Gallop's earlier book did focus on Lacan, but it was mainly in order to place his ideas about female sexuality and the phallus from Seminar XX in dialogue with feminist thinkers. Reading Lacan, by contrast, consists of Gallop's interpretations of selections from Écrits, with a specific focus on those that were available in English translation at the time (the full text of Écrits was not translated until 2006).

Gallop sprinkles her text with little notes, some theoretical, some personal - this "experimental" move is indicative of the 1980s context in which she is writing. Some are insightful, some come across as a little pretentious.

The Prefatory Material opens with a meditation on the meaning and purpose of "women's studies." She then makes the argument that Lacan's notion of universal castration and his subversion of the "subject who is supposed to know" constitute a challenge to authority that aligns with the feminist project. I am not so sure that this is necessarily true, but I am inclined to agree with this premise. Finally, she looks at how the intersection between literature and psychoanalysis in Lacan's work allows us to be both analyst and analysand at the same time. Self-reflexive Gallop is in the house.

Chapter 1 deals with a number of meditations on how to read Écrits. The first is a contemplation of Écrits itself is a "lure," drawing readers in because of its similarity to literature, but eluding us nonetheless because, in the end, it escapes that label. The second is a look at the way Lacan simultaneously utilizes and subverts the notion of "mastery." The third is a comparison of Lacan's text to Roland Barthes's opposition between readerly and writerly texts, arguing that Lacan belongs to the latter. The fourth examines the difficulties of translation and the ambiguities of Lacan's French. Overall, the thesis of the chapter seems to be that students of literature might *think* they recognize a familiar series of textual strategies in Écrits, but the reality is that they are encountering something radically new and subversive.
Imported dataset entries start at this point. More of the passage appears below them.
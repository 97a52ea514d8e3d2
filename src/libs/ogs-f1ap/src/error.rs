//! F1AP Error Types

use ogs_asn1c::f1ap::cause::{Cause, CauseMisc, CauseProtocol};
use ogs_asn1c::f1ap::pdu::MessageKind;
use ogs_asn1c::f1ap::types::Criticality;
use ogs_asn1c::PerError;
use thiserror::Error;

/// Errors that can occur during F1AP message processing
#[derive(Error, Debug)]
pub enum F1apError {
    /// ASN.1 encoding/decoding error
    #[error("ASN.1 codec error: {0}")]
    Asn1(#[from] PerError),

    /// Missing mandatory IE
    #[error("Missing mandatory IE: {ie_name} (id={ie_id})")]
    MissingMandatoryIe { ie_name: &'static str, ie_id: u16 },

    /// IE present with a criticality other than the one the procedure fixes
    #[error("Criticality mismatch for {ie_name} (id={ie_id}): expected {expected:?}, got {got:?}")]
    CriticalityMismatch {
        ie_name: &'static str,
        ie_id: u16,
        expected: Criticality,
        got: Criticality,
    },

    /// IE identifier not in the recognized set of the procedure
    #[error("Unsupported IE id={ie_id} in {procedure}")]
    UnsupportedIe { procedure: &'static str, ie_id: u16 },

    /// Unexpected message type
    #[error("Unexpected message type: expected {expected}, got {got}")]
    UnexpectedMessageType {
        expected: MessageKind,
        got: MessageKind,
    },

    /// Unexpected procedure code
    #[error("Unexpected procedure code: expected {expected}, got {got}")]
    UnexpectedProcedureCode { expected: u8, got: u8 },

    /// Message-level criticality differs from the procedure's
    #[error("Unexpected criticality for {procedure}: expected {expected:?}, got {got:?}")]
    UnexpectedCriticality {
        procedure: &'static str,
        expected: Criticality,
        got: Criticality,
    },

    /// Invalid IE value
    #[error("Invalid IE value for {ie_name}: {reason}")]
    InvalidIeValue {
        ie_name: &'static str,
        reason: String,
    },

    /// A per-cell extension that may appear once appeared more than once
    #[error("Extension {ie_name} present more than once in one cell item")]
    DuplicateCellExtension { ie_name: &'static str },

    /// Reset of part of the F1 interface
    #[error("Reset of part of F1 interface ({connections} connections) is not supported")]
    UnsupportedResetScope { connections: usize },

    /// F1 Setup Response activating cells with system information
    #[error("F1 Setup Response carries system information for {cells} cell(s)")]
    SystemInformationNotSupported { cells: usize },

    /// Local configuration cannot be expressed on the wire
    #[error("Configuration error: {0}")]
    Configuration(String),

    /// The byte encoder rejected the IE tree
    #[error("Encoding failed: {0}")]
    EncodeFailed(String),

    /// Recognized procedure whose handling is not built
    #[error("Procedure not implemented: {procedure} ({kind})")]
    UnimplementedProcedure {
        procedure: &'static str,
        kind: MessageKind,
    },

    /// Response or failure for a transaction that is not in flight
    #[error("Unknown transaction id {0}")]
    UnknownTransactionId(u8),

    /// All 256 transaction ids are in flight
    #[error("No free transaction id")]
    TransactionIdsExhausted,
}

pub type F1apResult<T> = Result<T, F1apError>;

/// Error classification used by the procedure handler
#[derive(Debug, Clone, Copy, PartialEq, Eq)]
pub enum ErrorKind {
    /// Malformed or contract-violating peer message
    StructuralViolation,
    /// Local data that cannot be encoded
    ConfigurationError,
    /// Byte encoder failure on an outbound PDU
    EncodeFailure,
    /// Recognized but unbuilt procedure
    UnimplementedProcedure,
    /// Transaction id allocation or lookup failure
    Correlation,
}

impl F1apError {
    pub fn kind(&self) -> ErrorKind {
        match self {
            F1apError::Asn1(_)
            | F1apError::MissingMandatoryIe { .. }
            | F1apError::CriticalityMismatch { .. }
            | F1apError::UnsupportedIe { .. }
            | F1apError::UnexpectedMessageType { .. }
            | F1apError::UnexpectedProcedureCode { .. }
            | F1apError::UnexpectedCriticality { .. }
            | F1apError::InvalidIeValue { .. }
            | F1apError::DuplicateCellExtension { .. }
            | F1apError::UnsupportedResetScope { .. }
            | F1apError::SystemInformationNotSupported { .. } => ErrorKind::StructuralViolation,
            F1apError::Configuration(_) => ErrorKind::ConfigurationError,
            F1apError::EncodeFailed(_) => ErrorKind::EncodeFailure,
            F1apError::UnimplementedProcedure { .. } => ErrorKind::UnimplementedProcedure,
            F1apError::UnknownTransactionId(_) | F1apError::TransactionIdsExhausted => {
                ErrorKind::Correlation
            }
        }
    }

    /// Cause reported to the peer when this error aborts an inbound procedure
    pub fn protocol_cause(&self) -> Cause {
        let protocol = match self {
            F1apError::Asn1(_) => CauseProtocol::TransferSyntaxError,
            F1apError::MissingMandatoryIe { .. } => {
                CauseProtocol::AbstractSyntaxErrorFalselyConstructedMessage
            }
            F1apError::CriticalityMismatch { .. }
            | F1apError::UnsupportedIe { .. }
            | F1apError::DuplicateCellExtension { .. } => CauseProtocol::AbstractSyntaxErrorReject,
            F1apError::UnexpectedMessageType { .. }
            | F1apError::UnexpectedProcedureCode { .. }
            | F1apError::UnexpectedCriticality { .. }
            | F1apError::UnknownTransactionId(_) => {
                CauseProtocol::MessageNotCompatibleWithReceiverState
            }
            F1apError::InvalidIeValue { .. }
            | F1apError::UnsupportedResetScope { .. }
            | F1apError::SystemInformationNotSupported { .. } => CauseProtocol::SemanticError,
            F1apError::Configuration(_)
            | F1apError::EncodeFailed(_)
            | F1apError::UnimplementedProcedure { .. }
            | F1apError::TransactionIdsExhausted => return Cause::Misc(CauseMisc::Unspecified),
        };
        Cause::Protocol(protocol)
    }

    /// Re-tag a codec error raised while building an outbound PDU
    pub(crate) fn into_encode_failure(self) -> Self {
        match self {
            F1apError::Asn1(e) => F1apError::EncodeFailed(e.to_string()),
            other => other,
        }
    }
}

#[cfg(test)]
mod tests {
    use super::*;

    #[test]
    fn test_error_kind_classification() {
        let missing = F1apError::MissingMandatoryIe {
            ie_name: "TransactionID",
            ie_id: 78,
        };
        assert_eq!(missing.kind(), ErrorKind::StructuralViolation);
        assert_eq!(
            F1apError::Configuration("nrb".into()).kind(),
            ErrorKind::ConfigurationError
        );
        assert_eq!(
            F1apError::UnimplementedProcedure {
                procedure: "ErrorIndication",
                kind: MessageKind::InitiatingMessage,
            }
            .kind(),
            ErrorKind::UnimplementedProcedure
        );
        assert_eq!(F1apError::TransactionIdsExhausted.kind(), ErrorKind::Correlation);
    }

    #[test]
    fn test_protocol_cause_mapping() {
        let err = F1apError::UnsupportedIe {
            procedure: "F1SetupResponse",
            ie_id: 999,
        };
        assert_eq!(
            err.protocol_cause(),
            Cause::Protocol(CauseProtocol::AbstractSyntaxErrorReject)
        );
        assert_eq!(
            F1apError::UnknownTransactionId(4).protocol_cause(),
            Cause::Protocol(CauseProtocol::MessageNotCompatibleWithReceiverState)
        );
    }

    #[test]
    fn test_encode_failure_retag() {
        let err = F1apError::from(PerError::InvalidLength { length: 20000 }).into_encode_failure();
        assert!(matches!(err, F1apError::EncodeFailed(_)));
        assert_eq!(err.kind(), ErrorKind::EncodeFailure);
    }

    #[test]
    fn test_display() {
        let err = F1apError::MissingMandatoryIe {
            ie_name: "Cause",
            ie_id: 0,
        };
        assert_eq!(err.to_string(), "Missing mandatory IE: Cause (id=0)");
    }
}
Chapter 2 (focus: "Seminar on 'The Purloined Letter'") is a brilliant analysis of the back-and-forth interplay between Lacan and American culture. The negative side of this equation comes from Lacan's hatred of American ego-psychology, while its positive side is provided by his admiration of Poe. A further layer to this discussion is the fact that Poe, who was an admirer of French culture, was first lionized by French readers: in other words, did they mirror each other? Gallop closes with an amazing consideration of the fact that both Dupin and Lacan may be decoys to draw our attention away from where the "real" analysis is happening.

Chapter 3 (focus: "The Mirror Stage...") is another remarkable chapter, in which Gallop uses the unusual publication history of Lacan's paper to point to the uncertainty of the origin. Indeed, she undoubtedly embarrassed Jean-Michel Palmier, who makes a gesture toward Lacan's early text - which, as it turns out, exists only as a footnote. Which "mirror stage" comes first: the missing original or its re-written double? Gallop also skewers Catherine Clément's claim that the mirror stage "is the germ containing everything" - a violation of Lacan's caution to his audience not to project onto his work the false notion that things are "already there" when they are in reality a product of new insights. The rest of the chapter sees Gallop exploring in depth this temporal paradox: if the mirror stage is the moment that brings into being the very notion of order, then how can we possibly think about what came "before" order, since doing so can only be achieved through the window that was opened up by the mirror stage.

Chapter 4 (focus: "The Freudian Thing") is a difficult but wonderful chapter that focuses on the "correct" location of the unconscious. Using Freud's hometown of Vienna as the shifting center of her discussion - think of the castle in Kafka's novel - Gallop runs the reader through a dizzying series of wordplays and conceptual slips that show how, whenever we think we have grasped the unconscious, it eludes us. Vienna is never quite where we think it is.

Chapter 5 (focus: "The Agency of the Letter...") reflects more deeply on the question of Lacan's style. Gallop then heads into the Lacanian territory that I like least, with an extended discussion of metaphor and metonymy, followed by an attempt to read his mathemes/formulae as something between a poem and a rebus.

Chapter 6 (focus: "The Signification of the Phallus") returns to territory covered in Feminism and Psychoanalysis, with an extended discussion of the difference between the "phallus" and the "penis." Since it goes over old ground, I found this chapter to be by far the least rewarding in the book.

Chapter 7 (focus: "The Subversion of the Subject...") examines the difficult nuances of Lacan's claim that "God is unconscious," as opposed to "God is dead." Comparing this notion to Barthes's concept of the dead author, Gallop notes the subtleties and advantages of the Lacanian formula for both literature and atheism.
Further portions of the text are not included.